# Guidance Needed for SoCal



## CH3NO2 (Apr 19, 2017)

I've been working with Cool Season turf for the last several years but now it looks like I will be doing something on the warm season side. The project will be in the 91784 zip code, north of 210 (around Mcarthy Park on Google Maps). Dont quite know what I am dealing with in terms of soil yet, but the area is home to several gravel pits (likely sand, dinosaur eggs and builder debris). Current turf is a kitchen sink of fescue, bermuda, poa annua and kikuyu grass so will be a full reno. I will get started doing plenty of research here, but appreciate any pointers in the right direction to kick things off:

- links to relvant threads (reno, fert, weed control)
- tips on right season for reno
- tips on strategy for complete kill of unwanted grasses
- Bermuda or TTTF (both seem to be in use in the area)
- good cultivars for the area
- Sod farms / turf supply resources in the area
- suggestions on soil providers should I decide / need to amend
- anticipate good prep, dragging and leveling
- there will be irrigation (Hunter MPs, or sub surface netafim)
- anticipating "true-cut" mowing, but not a greens level mowing
- anticpating above average care and maintenance, but not fanatic level (but you never know!)


----------



## Tellycoleman (May 10, 2017)

Welcome
Everyone of your bullet points can be a separate thread with multiple pages of discussion.
How much yard do you have?
I dont believe many have responded because I kinda get this feeling after reading this post https://ispot.tv/a/wk55

Let start with lawn size- post pictures if you have them- amount of sunlight you have- Trees in your lawn- and soil test results?
We all would be glad to help and start from there.


----------



## CH3NO2 (Apr 19, 2017)

Your response is understandable.

The project is approx 10k sq ft with irrigation and full sun so grass will grow.
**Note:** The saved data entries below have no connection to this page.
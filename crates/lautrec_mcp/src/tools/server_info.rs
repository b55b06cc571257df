//! Server info tool.

use crate::McpResult;
use crate::tools::McpTool;
use async_trait::async_trait;
use serde_json::{Value, json};
use tracing::debug;

/// Tool that returns information about the Lautrec server.
pub struct ServerInfoTool;

#[async_trait]
impl McpTool for ServerInfoTool {
    fn name(&self) -> &str {
        "get_server_info"
    }

    fn description(&self) -> &str {
        "Returns information about the Lautrec MCP server, including version and capabilities."
    }

    fn input_schema(&self) -> Value {
        json!({
            "type": "object",
            "properties": {}
        })
    }

    async fn execute(&self, _input: Value) -> McpResult<Value> {
        debug!("Server info tool called");

        Ok(json!({
            "name": "Lautrec MCP Server",
            "version": env!("CARGO_PKG_VERSION"),
            "description": "Campaign content and image generation across social platforms",
            "capabilities": {
                "tools": true,
                "resources": false,
                "prompts": false
            },
            "available_tools": [
                "generate_campaign_content",
                "batch_generate_campaign",
                "calculate_cost_estimate",
                "health_check",
                "get_server_info"
            ]
        }))
    }
}
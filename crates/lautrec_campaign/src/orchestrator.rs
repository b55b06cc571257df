//! Campaign fan-out, bounded concurrency, and ordered fan-in.

use crate::{CopyGenerator, ImageComposer};
use lautrec_core::{CampaignBrief, CampaignResult, PlatformFailure, PlatformResult};
use lautrec_error::{CopyErrorKind, LautrecError, LautrecErrorKind};
use lautrec_platforms::PlatformRegistry;
use std::sync::Arc;
use tokio::sync::Semaphore;
use tokio::task::JoinSet;
use tracing::{error, instrument, warn};

/// Fans a single campaign brief out across its requested platforms.
///
/// Partial-failure isolation is the core invariant: every per-platform
/// error is caught at the platform-pipeline boundary and converted into
/// that slot's [`PlatformResult`]; it never aborts another platform or
/// the batch. Unknown platforms keep their slot, so the output length
/// always equals the input length and callers can zip results back to
/// their request positionally.
pub struct CampaignOrchestrator {
    registry: Arc<PlatformRegistry>,
    copywriter: Arc<CopyGenerator>,
    composer: Arc<ImageComposer>,
    max_concurrent: usize,
}

impl std::fmt::Debug for CampaignOrchestrator {
    fn fmt(&self, f: &mut std::fmt::Formatter<'_>) -> std::fmt::Result {
        f.debug_struct("CampaignOrchestrator")
            .field("platforms", &self.registry.len())
            .field("max_concurrent", &self.max_concurrent)
            .finish_non_exhaustive()
    }
}

impl CampaignOrchestrator {
    /// Assemble an orchestrator from its collaborators.
    ///
    /// `max_concurrent` bounds simultaneously running platform pipelines;
    /// values below one are clamped to one.
    pub fn new(
        registry: Arc<PlatformRegistry>,
        copywriter: CopyGenerator,
        composer: ImageComposer,
        max_concurrent: usize,
    ) -> Self {
        Self {
            registry,
            copywriter: Arc::new(copywriter),
            composer: Arc::new(composer),
            max_concurrent: max_concurrent.max(1),
        }
    }

    /// Run the full pipeline: copy plus an image for every platform.
    #[instrument(skip(self, brief), fields(platforms = brief.platforms().len()))]
    pub async fn run(&self, brief: &CampaignBrief) -> CampaignResult {
        self.execute(brief, true).await
    }

    /// Run the content-only path, skipping image generation entirely.
    #[instrument(skip(self, brief), fields(platforms = brief.platforms().len()))]
    pub async fn run_content_only(&self, brief: &CampaignBrief) -> CampaignResult {
        self.execute(brief, false).await
    }

    async fn execute(&self, brief: &CampaignBrief, with_images: bool) -> CampaignResult {
        let brief = Arc::new(brief.clone());
        let semaphore = Arc::new(Semaphore::new(self.max_concurrent));
        let platform_count = brief.platforms().len();

        let mut tasks = JoinSet::new();
        for (index, platform) in brief.platforms().iter().cloned().enumerate() {
            let registry = Arc::clone(&self.registry);
            let copywriter = Arc::clone(&self.copywriter);
            let composer = Arc::clone(&self.composer);
            let semaphore = Arc::clone(&semaphore);
            let brief = Arc::clone(&brief);

            tasks.spawn(async move {
                let _permit = semaphore
                    .acquire_owned()
                    .await
                    .expect("Semaphore should not be closed");
                let result =
                    run_platform(registry, copywriter, composer, brief, platform, with_images)
                        .await;
                (index, result)
            });
        }

        // Fan-in: re-index completions into request order.
        let mut slots: Vec<Option<PlatformResult>> = Vec::with_capacity(platform_count);
        slots.resize_with(platform_count, || None);

        while let Some(joined) = tasks.join_next().await {
            match joined {
                Ok((index, result)) => slots[index] = Some(result),
                Err(e) => error!(error = %e, "Platform pipeline task did not complete"),
            }
        }

        // A slot left empty means its task panicked or was aborted; the
        // platform is all-or-nothing, so report it failed.
        let results = slots
            .into_iter()
            .zip(brief.platforms())
            .map(|(slot, platform)| {
                slot.unwrap_or_else(|| {
                    PlatformResult::copy_failed(
                        platform.clone(),
                        PlatformFailure::ServiceFailed {
                            message: "platform pipeline aborted".to_string(),
                        },
                    )
                })
            })
            .collect();

        CampaignResult::from_results(results)
    }
}

/// One platform's pipeline: lookup, copy, optional image, readiness.
///
/// Terminal states only, no internal retry loop; retries belong to the
/// drivers.
async fn run_platform(
    registry: Arc<PlatformRegistry>,
    copywriter: Arc<CopyGenerator>,
    composer: Arc<ImageComposer>,
    brief: Arc<CampaignBrief>,
    platform: String,
    with_images: bool,
) -> PlatformResult {
    let spec = match registry.get(&platform) {
        Ok(spec) => spec.clone(),
        Err(e) => {
            warn!(platform = %platform, error = %e, "Requested platform is not in the registry");
            return PlatformResult::unknown_platform(platform);
        }
    };

    let piece = match copywriter.generate(&brief, &platform, &spec).await {
        Ok(piece) => piece,
        Err(e) => {
            warn!(platform = %platform, error = %e, "Copy generation failed");
            return PlatformResult::copy_failed(platform, copy_failure(&e));
        }
    };

    // An image failure does not invalidate the copy above; it only
    // removes this platform from the ready set.
    let image = if with_images {
        Some(composer.compose(&brief, &platform, &spec).await)
    } else {
        None
    };

    let ready_for_posting = piece.all_valid && image.as_ref().is_none_or(|a| a.success);

    PlatformResult {
        platform,
        content: Some(piece),
        image,
        ready_for_posting,
        error: None,
    }
}

/// Map a copy-path error into the per-platform failure taxonomy.
fn copy_failure(error: &LautrecError) -> PlatformFailure {
    match error.kind() {
        LautrecErrorKind::Copy(copy_error) => match &copy_error.kind {
            CopyErrorKind::Timeout(seconds) => PlatformFailure::CopyTimedOut { seconds: *seconds },
            CopyErrorKind::Rejected(message) => PlatformFailure::CopyRejected {
                message: message.clone(),
            },
            other => PlatformFailure::ServiceFailed {
                message: other.to_string(),
            },
        },
        other => PlatformFailure::ServiceFailed {
            message: other.to_string(),
        },
    }
}
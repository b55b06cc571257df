//! Campaign batch-generation pipeline.
//!
//! A single [`lautrec_core::CampaignBrief`] fans out across its requested
//! platforms. Each platform gets its own pipeline: spec lookup, copy
//! generation, validation, and (optionally) image generation. Pipelines
//! run concurrently under a bounded worker pool and are mutually
//! isolated: one platform failing never prevents another from
//! succeeding or being reported.

#![forbid(unsafe_code)]
#![warn(missing_docs)]

mod composer;
mod copywriter;
mod extraction;
mod orchestrator;
mod prompt;
mod settings;

pub use composer::ImageComposer;
pub use copywriter::CopyGenerator;
pub use extraction::{extract_json, parse_json};
pub use orchestrator::CampaignOrchestrator;
pub use prompt::{copy_prompt, image_prompt};
pub use settings::GenerationSettings;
I have done a few TTTF and KBG reno's on the east coast.

Perhaps there aren't many here from SoCal, was looking for some pointers on local resources.

Nearest SiteOne has been found, along with OF Wolfinbarger.

Have located A-G Sod Farms (Tifgreen, Tifway, TifTuf, Celebration and other blends available) , California Sod Center, Superior Sod.

I have read the Bermuda bible and the Bermuda Triangle. PreM, Fertilizer, celcius, certainty, glyphosate---check.

Centering my questions on best turf for the area given the micro climates of SoCal. Bermuda vs TTTF vs St Augustine.

Will do dome homework.


----------



## Mightyquinn (Jan 31, 2017)

Looking at your average temps for the zip code, it seems like a warm season grass may suit your location. I think it also depends on what you are looking for in a turf and what your plans are with it.


----------



## g-man (Jun 15, 2017)

^ look at local sport fields (baseball stadium, soccer, football). They won't go with Bermuda if kbg/prg are possible.

Edit: I'm sure I will get some flack from my warm season friends since the truth hurts.


----------



## Movingshrub (Jun 12, 2017)

- tips on strategy for complete kill of unwanted grasse

Multiple glyphosate applications, spaced two weeks apart, once everything is growing. Fusillade can be added as well.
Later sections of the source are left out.